エフィナが、少しだけ緊張した様子で立っていた。


「……どうした?」


ルシエルが問いかける。


エフィナは、一瞬だけ言葉を探すように視線を落とし――


ゆっくりと、顔を上げた。


「……あのね」


少しだけ、ためらう。


でも。


「話しておきたいことがあるの。
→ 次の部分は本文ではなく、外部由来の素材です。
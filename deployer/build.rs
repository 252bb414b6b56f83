//! Build script for agent-deployer
//! Captures build-time metadata for version info

use chrono::Utc;
use std::process::Command;

fn main() {
    // Get git commit hash
    let git_hash = Command::new("git")
        .args(["rev-parse", "--short", "HEAD"])
        .output()
        .ok()
        .and_then(|output| String::from_utf8(output.stdout).ok())
        .map(|s| s.trim().to_string())
        .unwrap_or_else(|| "unknown".to_string());

    // Get build timestamp
    let build_time = Utc::now().format("%Y-%m-%d %H:%M:%S UTC").to_string();

    // Set environment variables for compilation
    println!("cargo:rustc-env=GIT_HASH={}", git_hash);
    println!("cargo:rustc-env=BUILD_TIME={}", build_time);

    // Rerun if git HEAD changes
    println!("cargo:rerun-if-changed=.git/HEAD");
}
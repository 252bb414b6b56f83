//! Workload descriptor construction

use std::collections::BTreeMap;

use crate::config::settings::{ResourceQuantities, WorkloadSettings};
use crate::models::manifest::{
    Container, DeploymentDescriptor, DeploymentSpec, EnvVar, LabelSelector, ObjectMeta, PodSpec,
    PodTemplateSpec, ResourceRequirements, DEPLOYMENT_API_VERSION, DEPLOYMENT_KIND,
};

/// Label carrying the agent ID on every object of the workload
pub const AGENT_ID_LABEL: &str = "agent-id";

fn quantities(q: &ResourceQuantities) -> BTreeMap<String, String> {
    BTreeMap::from([
        ("cpu".to_string(), q.cpu.clone()),
        ("memory".to_string(), q.memory.clone()),
    ])
}

/// The Deployment running an agent's image
pub fn agent_descriptor(
    workload: &WorkloadSettings,
    namespace: &str,
    name: &str,
    image: &str,
    agent_id: &str,
) -> DeploymentDescriptor {
    let labels = BTreeMap::from([
        ("app".to_string(), workload.app_label.clone()),
        (AGENT_ID_LABEL.to_string(), agent_id.to_string()),
    ]);

    let env = workload
        .secret_env
        .iter()
        .map(|var| EnvVar::from_secret(&var.env, &workload.secret_name, &var.key))
        .collect();

    DeploymentDescriptor {
        api_version: DEPLOYMENT_API_VERSION.to_string(),
        kind: DEPLOYMENT_KIND.to_string(),
        metadata: ObjectMeta {
            name: name.to_string(),
            namespace: Some(namespace.to_string()),
            labels: labels.clone(),
        },
        spec: DeploymentSpec {
            replicas: workload.replicas,
            selector: LabelSelector {
                match_labels: labels.clone(),
            },
            template: PodTemplateSpec {
                metadata: ObjectMeta {
                    labels,
                    ..ObjectMeta::default()
                },
                spec: PodSpec {
                    containers: vec![Container {
                        name: workload.container_name.clone(),
                        image: image.to_string(),
                        env,
                        resources: ResourceRequirements {
                            requests: quantities(&workload.resources.requests),
                            limits: quantities(&workload.resources.limits),
                        },
                    }],
                },
            },
        },
    }
}
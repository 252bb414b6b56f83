//! Server state

use std::sync::Arc;

use tokio_util::sync::CancellationToken;
use tokio_util::task::TaskTracker;

use crate::authn::JwtVerifier;
use crate::deploy::orchestrator::Orchestrator;

/// Server state shared across handlers
pub struct ServerState {
    pub orchestrator: Arc<Orchestrator>,
    pub verifier: Arc<JwtVerifier>,

    /// Cancelled when the server shuts down
    pub cancel: CancellationToken,

    /// Deployments started by requests
    pub tasks: TaskTracker,
}

impl ServerState {
    pub fn new(
        orchestrator: Arc<Orchestrator>,
        verifier: Arc<JwtVerifier>,
        cancel: CancellationToken,
    ) -> Self {
        Self {
            orchestrator,
            verifier,
            cancel,
            tasks: TaskTracker::new(),
        }
    }
}
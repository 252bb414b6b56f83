//! Firestore-backed record store (REST v1)

use async_trait::async_trait;
use serde::Deserialize;
use serde_json::{json, Map, Value};
use tracing::{debug, warn};

use crate::errors::DeployerError;
use crate::http::ApiClient;
use crate::models::{DeploymentRecord, DeploymentStatus, FieldTimestamp, RecordUpdate};
use crate::store::value::{get_string, get_timestamp, null_value, string_value, timestamp_value};
use crate::store::RecordStore;

/// Field holding the owning user's ID on an agent document
const OWNER_FIELD: &str = "userId";

#[derive(Debug, Deserialize)]
#[serde(rename_all = "camelCase")]
struct Document {
    #[serde(default)]
    fields: Map<String, Value>,

    #[serde(default)]
    update_time: Option<String>,
}

/// Precondition attached to a commit write
enum Precondition<'a> {
    Exists,
    UpdateTime(&'a str),
}

/// Record store reading and writing agent documents in Firestore
pub struct FirestoreRecordStore {
    client: ApiClient,

    /// `projects/<p>/databases/<db>/documents`
    documents_root: String,
    collection: String,
}

impl FirestoreRecordStore {
    pub fn new(client: ApiClient, project_id: &str, database: &str, collection: &str) -> Self {
        Self {
            client,
            documents_root: format!("projects/{}/databases/{}/documents", project_id, database),
            collection: collection.to_string(),
        }
    }

    fn document_name(&self, agent_id: &str) -> String {
        format!("{}/{}/{}", self.documents_root, self.collection, agent_id)
    }

    /// Document URL path with the id escaped as a single segment
    fn document_path(&self, agent_id: &str) -> String {
        let segment: String = url::form_urlencoded::byte_serialize(agent_id.as_bytes()).collect();
        format!(
            "/{}/{}/{}",
            self.documents_root,
            self.collection,
            segment.replace('+', "%20")
        )
    }

    /// Ids that cannot name a document in the collection
    fn is_document_id(agent_id: &str) -> bool {
        !(agent_id.is_empty() || agent_id == "." || agent_id == ".." || agent_id.contains('/'))
    }

    fn decode(agent_id: &str, doc: Document) -> DeploymentRecord {
        let fields = &doc.fields;
        let status = get_string(fields, "status")
            .map(|s| DeploymentStatus::from_stored(&s))
            .unwrap_or(DeploymentStatus::Created);

        DeploymentRecord {
            agent_id: agent_id.to_string(),
            owner_id: get_string(fields, OWNER_FIELD).unwrap_or_default(),
            status,
            deployment_started: get_timestamp(fields, "deploymentStarted"),
            deployment_completed: get_timestamp(fields, "deploymentCompleted"),
            kubernetes_deployment: get_string(fields, "kubernetesDeployment"),
            error: get_string(fields, "error"),
            revision: doc.update_time.unwrap_or_default(),
        }
    }

    /// Build the single write of a commit request
    fn encode_write(&self, agent_id: &str, update: &RecordUpdate, precondition: Precondition) -> Value {
        let mut fields = Map::new();
        let mut mask = Vec::new();
        let mut transforms = Vec::new();

        fields.insert("status".to_string(), string_value(update.status.as_str()));
        mask.push("status");

        for (path, ts) in [
            ("deploymentStarted", &update.deployment_started),
            ("deploymentCompleted", &update.deployment_completed),
        ] {
            match ts {
                Some(FieldTimestamp::ServerTimestamp) => {
                    transforms.push(json!({
                        "fieldPath": path,
                        "setToServerValue": "REQUEST_TIME",
                    }));
                }
                Some(FieldTimestamp::Value(value)) => {
                    fields.insert(path.to_string(), timestamp_value(value));
                    mask.push(path);
                }
                None => {}
            }
        }

        if let Some(name) = &update.kubernetes_deployment {
            fields.insert("kubernetesDeployment".to_string(), string_value(name));
            mask.push("kubernetesDeployment");
        }
        match &update.error {
            Some(error) => {
                fields.insert("error".to_string(), string_value(error));
                mask.push("error");
            }
            // A successful attempt clears the previous failure
            None if update.status == DeploymentStatus::Deployed => {
                fields.insert("error".to_string(), null_value());
                mask.push("error");
            }
            None => {}
        }

        let current_document = match precondition {
            Precondition::Exists => json!({ "exists": true }),
            Precondition::UpdateTime(revision) => json!({ "updateTime": revision }),
        };

        let mut write = json!({
            "update": {
                "name": self.document_name(agent_id),
                "fields": fields,
            },
            "updateMask": { "fieldPaths": mask },
            "currentDocument": current_document,
        });
        if !transforms.is_empty() {
            write["updateTransforms"] = Value::Array(transforms);
        }
        write
    }

    async fn commit(
        &self,
        agent_id: &str,
        update: &RecordUpdate,
        precondition: Precondition<'_>,
    ) -> Result<(), DeployerError> {
        let body = json!({ "writes": [self.encode_write(agent_id, update, precondition)] });
        let path = format!("/{}:commit", self.documents_root);
        debug!("Writing status {} for agent {}", update.status, agent_id);

        let _: Value = self.client.post(&path, &body).await.map_err(|e| {
            if e.is_not_found() {
                DeployerError::NotFound(format!("agent {}", agent_id))
            } else {
                e
            }
        })?;
        Ok(())
    }
}

#[async_trait]
impl RecordStore for FirestoreRecordStore {
    async fn get(&self, agent_id: &str) -> Result<Option<DeploymentRecord>, DeployerError> {
        if !Self::is_document_id(agent_id) {
            debug!("Agent id {:?} does not name a document", agent_id);
            return Ok(None);
        }
        let doc: Option<Document> = self.client.get_optional(&self.document_path(agent_id)).await?;
        Ok(doc.map(|doc| Self::decode(agent_id, doc)))
    }

    async fn update(&self, agent_id: &str, update: RecordUpdate) -> Result<(), DeployerError> {
        self.commit(agent_id, &update, Precondition::Exists).await
    }

    async fn update_if_revision(
        &self,
        agent_id: &str,
        expected_revision: &str,
        update: RecordUpdate,
    ) -> Result<bool, DeployerError> {
        match self
            .commit(agent_id, &update, Precondition::UpdateTime(expected_revision))
            .await
        {
            Ok(()) => Ok(true),
            Err(e) if e.is_conflict() => {
                warn!("Record for agent {} changed concurrently: {}", agent_id, e);
                Ok(false)
            }
            Err(e) => Err(e),
        }
    }
}

#[cfg(test)]
mod tests {
    use std::sync::Arc;

    use mockito::Matcher;
    use secrecy::SecretString;

    use super::*;
    use crate::authn::StaticTokenProvider;

    const DOC_PATH: &str = "/projects/proj/databases/(default)/documents/agents/a1";
    const COMMIT_PATH: &str = "/projects/proj/databases/(default)/documents:commit";

    fn store(base_url: &str) -> FirestoreRecordStore {
        let tokens = Arc::new(StaticTokenProvider::new(SecretString::from("tok")));
        let client = ApiClient::new("Firestore", base_url, tokens).unwrap();
        FirestoreRecordStore::new(client, "proj", "(default)", "agents")
    }

    #[tokio::test]
    async fn test_get_decodes_document() {
        let mut server = mockito::Server::new_async().await;
        server
            .mock("GET", DOC_PATH)
            .with_status(200)
            .with_body(
                json!({
                    "name": "projects/proj/databases/(default)/documents/agents/a1",
                    "fields": {
                        "userId": { "stringValue": "u1" },
                        "status": { "stringValue": "deployed" },
                        "name": { "stringValue": "Momentum bot" },
                        "deploymentCompleted": { "timestampValue": "2024-05-01T12:30:00.123456Z" },
                        "kubernetesDeployment": { "stringValue": "trading-agent-a1" },
                        "error": { "nullValue": null },
                    },
                    "updateTime": "2024-05-01T12:30:00.200000Z",
                })
                .to_string(),
            )
            .create_async()
            .await;

        let record = store(&server.url()).get("a1").await.unwrap().unwrap();
        assert_eq!(record.owner_id, "u1");
        assert_eq!(record.status, DeploymentStatus::Deployed);
        assert_eq!(record.kubernetes_deployment.as_deref(), Some("trading-agent-a1"));
        assert!(record.deployment_completed.is_some());
        assert!(record.deployment_started.is_none());
        assert_eq!(record.error, None);
        assert_eq!(record.revision, "2024-05-01T12:30:00.200000Z");
    }

    #[tokio::test]
    async fn test_get_missing_document() {
        let mut server = mockito::Server::new_async().await;
        server
            .mock("GET", DOC_PATH)
            .with_status(404)
            .with_body(r#"{"error":{"code":404,"status":"NOT_FOUND","message":"missing"}}"#)
            .create_async()
            .await;

        assert!(store(&server.url()).get("a1").await.unwrap().is_none());
    }

    #[tokio::test]
    async fn test_get_never_leaves_the_collection() {
        let mut server = mockito::Server::new_async().await;
        let mock = server
            .mock("GET", Matcher::Any)
            .with_status(200)
            .with_body("{}")
            .expect(0)
            .create_async()
            .await;

        let store = store(&server.url());
        for agent_id in ["", ".", "..", "../a1", "a1/sub/doc"] {
            assert!(store.get(agent_id).await.unwrap().is_none());
        }
        mock.assert_async().await;
    }

    #[test]
    fn test_document_path_escapes_the_id() {
        let store = store("http://localhost");
        assert_eq!(store.document_path("a1"), DOC_PATH);
        assert_eq!(
            store.document_path("a b?c#d"),
            "/projects/proj/databases/(default)/documents/agents/a%20b%3Fc%23d"
        );
    }

    #[tokio::test]
    async fn test_update_requires_existing_document() {
        let mut server = mockito::Server::new_async().await;
        let mock = server
            .mock("POST", COMMIT_PATH)
            .match_body(Matcher::PartialJson(json!({
                "writes": [{
                    "updateMask": { "fieldPaths": ["status"] },
                    "updateTransforms": [{
                        "fieldPath": "deploymentStarted",
                        "setToServerValue": "REQUEST_TIME",
                    }],
                    "currentDocument": { "exists": true },
                }]
            })))
            .with_status(200)
            .with_body(r#"{"commitTime":"2024-05-01T12:30:00Z"}"#)
            .create_async()
            .await;

        store(&server.url())
            .update("a1", RecordUpdate::deploying())
            .await
            .unwrap();
        mock.assert_async().await;
    }

    #[tokio::test]
    async fn test_update_of_missing_document_is_not_found() {
        let mut server = mockito::Server::new_async().await;
        server
            .mock("POST", COMMIT_PATH)
            .with_status(404)
            .with_body(r#"{"error":{"code":404,"status":"NOT_FOUND","message":"No document to update"}}"#)
            .create_async()
            .await;

        let result = store(&server.url()).update("a1", RecordUpdate::failed("boom")).await;
        assert!(matches!(result, Err(DeployerError::NotFound(_))));
    }

    #[tokio::test]
    async fn test_compare_and_swap_conflict() {
        let mut server = mockito::Server::new_async().await;
        let mock = server
            .mock("POST", COMMIT_PATH)
            .match_body(Matcher::PartialJson(json!({
                "writes": [{ "currentDocument": { "updateTime": "rev-1" } }]
            })))
            .with_status(400)
            .with_body(r#"{"error":{"code":400,"status":"FAILED_PRECONDITION","message":"stale"}}"#)
            .create_async()
            .await;

        let swapped = store(&server.url())
            .update_if_revision("a1", "rev-1", RecordUpdate::deploying())
            .await
            .unwrap();
        assert!(!swapped);
        mock.assert_async().await;
    }

    #[test]
    fn test_successful_write_clears_error() {
        let store = store("http://localhost");
        let write = store.encode_write(
            "a1",
            &RecordUpdate::deployed("trading-agent-a1"),
            Precondition::Exists,
        );
        assert_eq!(
            write["updateMask"]["fieldPaths"],
            json!(["status", "kubernetesDeployment", "error"])
        );
        assert_eq!(write["update"]["fields"]["error"], json!({ "nullValue": null }));
        assert_eq!(
            write["updateTransforms"][0]["fieldPath"],
            "deploymentCompleted"
        );
    }
}
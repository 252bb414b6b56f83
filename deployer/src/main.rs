//! Agent Deployer - Entry Point
//!
//! Serves the `deployTradingAgent` callable function: builds an agent's
//! uploaded source into an image and deploys it onto the trading cluster.

use std::collections::HashMap;
use std::env;
use std::path::PathBuf;

use agent_deployer::app::options::AppOptions;
use agent_deployer::app::run::run;
use agent_deployer::config::Settings;
use agent_deployer::logs::{init_logging, LogOptions};
use agent_deployer::utils::version_info;

use tracing::{error, info};

#[tokio::main]
async fn main() {
    // Parse command line arguments
    let args: Vec<String> = env::args().collect();
    let mut cli_args: HashMap<String, String> = HashMap::new();

    for arg in args.iter().skip(1) {
        if let Some((key, value)) = arg.split_once('=') {
            // Handle --key=value format
            let clean_key = key.trim_start_matches('-');
            cli_args.insert(clean_key.to_string(), value.to_string());
        } else if arg.starts_with("--") {
            // Handle standalone flags like --version
            let clean_key = arg.trim_start_matches('-');
            cli_args.insert(clean_key.to_string(), "true".to_string());
        }
    }

    // Print version and exit
    let version = version_info();
    if cli_args.contains_key("version") {
        match serde_json::to_string_pretty(&version) {
            Ok(json) => println!("{}", json),
            Err(e) => eprintln!("Failed to print version: {e}"),
        }
        return;
    }

    // Load the settings
    let config_path = cli_args.get("config").map(PathBuf::from);
    let settings = match Settings::load(config_path.as_deref()).await {
        Ok(settings) => settings,
        Err(e) => {
            eprintln!("Unable to load settings: {e}");
            std::process::exit(1);
        }
    };

    // Initialize logging
    let log_options = LogOptions {
        log_level: settings.log_level,
        json_format: cli_args.get("log-format").map(String::as_str) != Some("text"),
        log_dir: cli_args.get("log-dir").map(PathBuf::from),
        ..Default::default()
    };
    let _log_guard = match init_logging(log_options) {
        Ok(guard) => guard,
        Err(e) => {
            eprintln!("Failed to initialize logging: {e}");
            None
        }
    };

    // Run the server
    info!(
        "Running agent deployer {} ({}) for project {}",
        version.version, version.git_hash, settings.project_id
    );
    let options = AppOptions::from_settings(settings);
    if let Err(e) = run(options, await_shutdown_signal()).await {
        error!("Failed to run the deployer: {e}");
        std::process::exit(1);
    }
}

async fn await_shutdown_signal() {
    #[cfg(unix)]
    {
        use tokio::signal::unix::{signal, SignalKind};

        let (mut sigterm, mut sigint) =
            match (signal(SignalKind::terminate()), signal(SignalKind::interrupt())) {
                (Ok(sigterm), Ok(sigint)) => (sigterm, sigint),
                _ => {
                    error!("Failed to install signal handlers, falling back to Ctrl+C");
                    let _ = tokio::signal::ctrl_c().await;
                    return;
                }
            };

        tokio::select! {
            _ = sigterm.recv() => {
                info!("SIGTERM received, shutting down...");
            }
            _ = sigint.recv() => {
                info!("SIGINT received, shutting down...");
            }
        }
    }

    #[cfg(not(unix))]
    {
        if let Err(e) = tokio::signal::ctrl_c().await {
            error!("Failed to listen for Ctrl+C: {e}");
        }
        info!("Ctrl+C received, shutting down...");
    }
}
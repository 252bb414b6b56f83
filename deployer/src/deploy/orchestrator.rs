//! Deployment orchestration
//!
//! Drives one agent from uploaded source to a running workload:
//!
//! 1. check the caller owns the agent record
//! 2. mark the record `deploying` (compare-and-swap on the revision read)
//! 3. build the image and wait for a terminal build status
//! 4. apply the workload descriptor, optionally waiting for the rollout
//! 5. mark the record `deployed`
//!
//! Any failure after step 2 is recorded as `deployment_failed` on a
//! best-effort basis and surfaced as an `internal` error.

use std::sync::Arc;
use std::time::Duration;

use chrono::Utc;
use serde::{Deserialize, Serialize};
use tokio_util::sync::CancellationToken;
use tracing::{error, info, info_span, warn, Instrument, Span};

use crate::authn::CallerIdentity;
use crate::build::{await_completion, image_build_spec, require_success, ImageBuilder, WaitOptions};
use crate::config::settings::{BuildSettings, Settings, WorkloadSettings};
use crate::deploy::descriptor::agent_descriptor;
use crate::deploy::fsm::{check_finish, check_start, DeploymentEvent, DeploymentFsm, StartMode};
use crate::deploy::naming::{deployment_name, image_name, validate_agent_id};
use crate::errors::{CallableError, DeployerError, ErrorKind};
use crate::models::{DeploymentRecord, RecordUpdate};
use crate::store::RecordStore;
use crate::target::{wait_for_rollout, OrchestrationTarget, RolloutOptions};
use crate::utils::generate_invocation_id;

/// When a deployment counts as `deployed`
#[derive(Debug, Clone, Copy, Default, PartialEq, Eq, Serialize, Deserialize)]
#[serde(rename_all = "lowercase")]
pub enum ReadinessMode {
    /// The cluster accepted the descriptor
    #[default]
    Accepted,

    /// The workload's rollout completed
    Healthy,
}

/// What to do when a deploy is requested while one is in flight
#[derive(Debug, Clone, Copy, Default, PartialEq, Eq, Serialize, Deserialize)]
#[serde(rename_all = "lowercase")]
pub enum ConcurrencyPolicy {
    /// Fail the new request with `failed-precondition`
    #[default]
    Reject,

    /// Start the new attempt anyway
    Supersede,
}

/// Orchestrator configuration
#[derive(Debug, Clone)]
pub struct OrchestratorOptions {
    pub project_id: String,
    pub build: BuildSettings,
    pub namespace: String,
    pub workload: WorkloadSettings,
    pub build_wait: WaitOptions,
    pub readiness: ReadinessMode,
    pub rollout: RolloutOptions,
    pub concurrency: ConcurrencyPolicy,

    /// Age after which an in-flight attempt may be taken over
    pub stale_after: Duration,
}

impl OrchestratorOptions {
    pub fn from_settings(settings: &Settings) -> Self {
        Self {
            project_id: settings.project_id.clone(),
            build: settings.build.clone(),
            namespace: settings.cluster.namespace.clone(),
            workload: settings.workload.clone(),
            build_wait: WaitOptions::from(&settings.build),
            readiness: settings.readiness.mode,
            rollout: RolloutOptions::from(&settings.readiness),
            concurrency: settings.concurrency.policy,
            stale_after: settings.stale_after(),
        }
    }
}

/// Result of a successful deployment
#[derive(Debug, Clone, PartialEq, Eq)]
pub struct DeployOutcome {
    pub success: bool,
    pub agent_id: String,
    pub deployment_name: String,
}

/// Deploys agents using injected store, builder and target
pub struct Orchestrator {
    store: Arc<dyn RecordStore>,
    builder: Arc<dyn ImageBuilder>,
    target: Arc<dyn OrchestrationTarget>,
    options: OrchestratorOptions,
}

impl Orchestrator {
    pub fn new(
        store: Arc<dyn RecordStore>,
        builder: Arc<dyn ImageBuilder>,
        target: Arc<dyn OrchestrationTarget>,
        options: OrchestratorOptions,
    ) -> Self {
        Self {
            store,
            builder,
            target,
            options,
        }
    }

    /// Build and deploy `agent_id` on behalf of `caller`
    pub async fn deploy(
        &self,
        caller: Option<&CallerIdentity>,
        agent_id: &str,
        cancel: &CancellationToken,
    ) -> Result<DeployOutcome, CallableError> {
        let span = info_span!(
            "deploy",
            invocation_id = %generate_invocation_id(),
            agent_id = %agent_id,
            build_id = tracing::field::Empty,
        );
        self.deploy_impl(caller, agent_id, cancel)
            .instrument(span)
            .await
    }

    async fn deploy_impl(
        &self,
        caller: Option<&CallerIdentity>,
        agent_id: &str,
        cancel: &CancellationToken,
    ) -> Result<DeployOutcome, CallableError> {
        let Some(caller) = caller else {
            return Err(CallableError::unauthenticated("User must be logged in"));
        };

        // 1. Ownership
        let record = match self.store.get(agent_id).await {
            Ok(Some(record)) if record.is_owned_by(&caller.uid) => record,
            Ok(_) => {
                warn!("Agent {} not found or not owned by caller", agent_id);
                return Err(CallableError::permission_denied(
                    "Agent not found or not owned by user",
                ));
            }
            Err(e) => {
                error!("Failed to read agent {}: {}", agent_id, e);
                return Err(CallableError::deployment_failed(&e));
            }
        };
        // An owned record whose id cannot name a workload is a data problem
        if let Err(e) = validate_agent_id(agent_id) {
            error!("Agent {} cannot be deployed: {}", agent_id, e);
            return Err(CallableError::deployment_failed(&e));
        }

        // 2. Mark deploying
        let mut fsm = self.start(&record).await?;
        info!("Deployment of agent {} started", agent_id);

        // 3-5. Build, apply, mark deployed
        let name = deployment_name(&self.options.build.image_prefix, agent_id);
        let result = match self.build_and_apply(&record, &name, cancel).await {
            Ok(()) => self
                .store
                .update(agent_id, RecordUpdate::deployed(&name))
                .await,
            Err(e) => Err(e),
        };

        match result {
            Ok(()) => {
                check_finish(&mut fsm, Ok(()))?;
                info!("Agent {} deployed as {}", agent_id, name);
                Ok(DeployOutcome {
                    success: true,
                    agent_id: agent_id.to_string(),
                    deployment_name: name,
                })
            }
            Err(e) => {
                error!("Deployment of agent {} failed: {}", agent_id, e);
                self.record_failure(agent_id, &mut fsm, &e).await;
                Err(CallableError::deployment_failed(&e))
            }
        }
    }

    /// Move the record into `deploying`, guarding against concurrent attempts
    async fn start(&self, record: &DeploymentRecord) -> Result<DeploymentFsm, CallableError> {
        let mode = check_start(
            record,
            self.options.concurrency,
            self.options.stale_after,
            Utc::now(),
        )?;
        match mode {
            StartMode::Fresh => {}
            StartMode::Stale => warn!(
                "Taking over stale deployment of agent {} started at {:?}",
                record.agent_id, record.deployment_started
            ),
            StartMode::Superseded => warn!(
                "Superseding in-flight deployment of agent {}",
                record.agent_id
            ),
        }

        let mut fsm = DeploymentFsm::new(record.status);
        fsm.process(DeploymentEvent::Deploy(mode))?;

        let swapped = self
            .store
            .update_if_revision(&record.agent_id, &record.revision, RecordUpdate::deploying())
            .await
            .map_err(|e| {
                error!("Failed to mark agent {} deploying: {}", record.agent_id, e);
                CallableError::deployment_failed(&e)
            })?;
        if !swapped {
            warn!("Agent {} changed while starting deployment", record.agent_id);
            return Err(CallableError::new(
                ErrorKind::FailedPrecondition,
                format!(
                    "Agent {} was modified concurrently, retry the deployment",
                    record.agent_id
                ),
            ));
        }
        Ok(fsm)
    }

    async fn build_and_apply(
        &self,
        record: &DeploymentRecord,
        name: &str,
        cancel: &CancellationToken,
    ) -> Result<(), DeployerError> {
        let opts = &self.options;
        let agent_id = record.agent_id.as_str();

        // Build
        let spec = image_build_spec(&opts.build, &opts.project_id, &record.owner_id, agent_id);
        let handle = self.builder.submit(&spec).await?;
        Span::current().record("build_id", handle.id.as_str());
        info!("Waiting for build {} of agent {}", handle.id, agent_id);

        let result =
            await_completion(self.builder.as_ref(), &handle, &opts.build_wait, cancel).await?;
        require_success(result)?;

        // Apply
        let image = image_name(
            &opts.build.registry_host,
            &opts.project_id,
            &opts.build.image_prefix,
            agent_id,
        );
        let descriptor = agent_descriptor(&opts.workload, &opts.namespace, name, &image, agent_id);
        descriptor.validate()?;
        self.target.apply(&descriptor).await?;

        // Readiness
        if opts.readiness == ReadinessMode::Healthy {
            if self.target.supports_rollout_status() {
                wait_for_rollout(
                    self.target.as_ref(),
                    &opts.namespace,
                    name,
                    &opts.rollout,
                    cancel,
                )
                .await?;
            } else {
                warn!("Target cannot report rollout status; treating accepted as deployed");
            }
        }
        Ok(())
    }

    async fn record_failure(&self, agent_id: &str, fsm: &mut DeploymentFsm, err: &DeployerError) {
        if let Err(e) = check_finish(fsm, Err(err)) {
            error!("{}", e);
        }
        if let Err(e) = self
            .store
            .update(agent_id, RecordUpdate::failed(err.to_string()))
            .await
        {
            error!("Failed to record failure of agent {}: {}", agent_id, e);
        }
    }
}
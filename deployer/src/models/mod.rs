//! Data models

pub mod build;
pub mod manifest;
pub mod record;

pub use build::{BuildHandle, BuildResult, BuildSpec, BuildStatus, BuildStep, StorageSource};
pub use manifest::{DeploymentDescriptor, RolloutStatus};
pub use record::{DeploymentRecord, DeploymentStatus, FieldTimestamp, RecordUpdate};
//! HTTP client for Google and Kubernetes APIs

pub mod client;

pub use client::ApiClient;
アストレアの事で」


はっきりと言った。


アストレア、前魔王の名前。


ルシエルは、何も言わずに続きを待つ。


エルネストも、静かに耳を傾ける。


エフィナは、小さく息を吸ってから――


語り始めた。


「あたしたちが、魔界に来れたのって」


「アストレアのおかげなんだ」


その言葉に。


ルシエルの目が、わずかに揺れる。


「……ん?」


思わず、声が漏れる。


エフィナは続ける。


「肉体は……エルネストに倒されたけど」


ちらりと、隣のエルネストを見る。


エルネストは、無言で頷いた。


「でも」


エフィナは視線を戻す。


「“影”だけは残ってた」


「魂みたいなもの……かな」


静かに。


一つ一つ、言葉を選ぶように。


「ずっと、生きてた」


ルシエルの表情が、固まる。


「……そんな話、聞いたことない」


当然だった。


人間界の話だ。


知らされていない。


知るはずもない。


エフィナは、少しだけ俯く。


「最初は……」


「ちゃんとした意識があって、あたしを助けてくれた」


「でも」


ぎゅっと、手を握る。


「途中で……」


言葉に、少しだけ重さが乗る。


「野心とエルネストに殺された憎しみに、飲み込まれかけた」


その瞬間。


空気が、わずかに張り詰める。


ルシエルの目が、鋭くなる。


「……どういう意味だ?」


低い声。


エフィナは、まっすぐ見返した。


「あたしの体を乗っ取って」


「復活しようとしたの」


「……っ」


ルシエルの息が、止まる。


「でも」


エフィナは続ける。


「止まった」


一拍。


「カナトと、ユナと」


「あと……二人の冒険者の人たち」


その時の光景を、思い出すように。


「みんなで止めたの」


「……」


ルシエルは、何も言えない。


エフィナの声は、少しだけ柔らかくなる。


「その時ね」


「ちゃんと戻ってきたの」


「……戻ってきた?」


「うん」


小さく頷く。


「理性を取り戻して」


「ちゃんと、“自分”に戻った」


静かな確信。


「そして、あたしたちを魔界に送り出してくれたアストレアはね」


ほんの少し、微笑む。


「すごく……気高かった」


その言葉が。


ゆっくりと、落ちていく。


「自分が何をしようとしたのか」


「全部分かってて」


「それでも、ちゃんと受け入れて」


「最後は……」


一拍。


「“王として”終わった」


――沈黙。


完全な沈黙。


エフィナは、まっすぐルシエルを見て言った。


「魔界を統べる王として」


「申し分のない存在だったと思う」


その言葉は――


飾りのない、本心だった。


「……」


ルシエルは、動かなかった。


何も言わない。


ただ、立っている。


だがその目が、わずかに揺れている。


「……そっか」


ぽつりと。


声が、漏れた。


「……ちゃんと、終われたのか」


その言葉は、とても小さかった。


だが。


そこにあったのは――


長く抱えていた“何か”が、ほどけていく感覚だった。


「……」


ルシエルは、ゆっくりと目を閉じる。


胸の奥にあった、引っかかり。


理解できなかった父の最期。


「……ずっと」


小さく、呟く。


「どこかで思ってた」


「父は……最後、堕ちたんじゃないかって」


声が、少しだけ震える。


「魔王としてじゃなくて」


「ただの“暴走した存在”として終わったんじゃないかって」


それは――


息子としての、恐れだった。


「だが……」


ゆっくりと、目を開ける。


その目には――


うっすらと、光るものが浮かんでいた。


「違ったのだな」


ほんの少しだけ、笑う。


安堵の笑み。


「……ありがとう」


エフィナに向けて、言う。


その声は――


とても、軽かった。


長く背負っていたものを、ようやく下ろしたように。


一筋。


涙が、静かに頬を伝った。


ルシエルは、それを拭おうともしなかった。


エルネストは、その様子を静かに見ていた。


「……そうだな」


ぽつりと呟く。


「最後の奴は、確かに“王”だった……」


短く。


だが、その言葉にはかつて倒した相手への、確かな敬意があった。


エフィナは、そんな二人を見て――


静かに、息を吐いた。


(……よかった)


心の中で、そう思う。


戦いは終わった。


でも“ちゃんと終わってなかったもの”も、今ここで終わった。


遠くで。


カナトとユナが、その様子を見ている。


「……なんか」


カナトがぽつりと呟く。


「すごいな……」


ユナは、腕を組んだまま。


「ほんとにね」


小さく笑う。


「全部、繋がってるみたい」


そして――


シェーヴァが失格になった事によりこれにて継承戦は終了。


物語は、次へ進む。


“誰が王になるのか”


その答えが、下される時が迫る。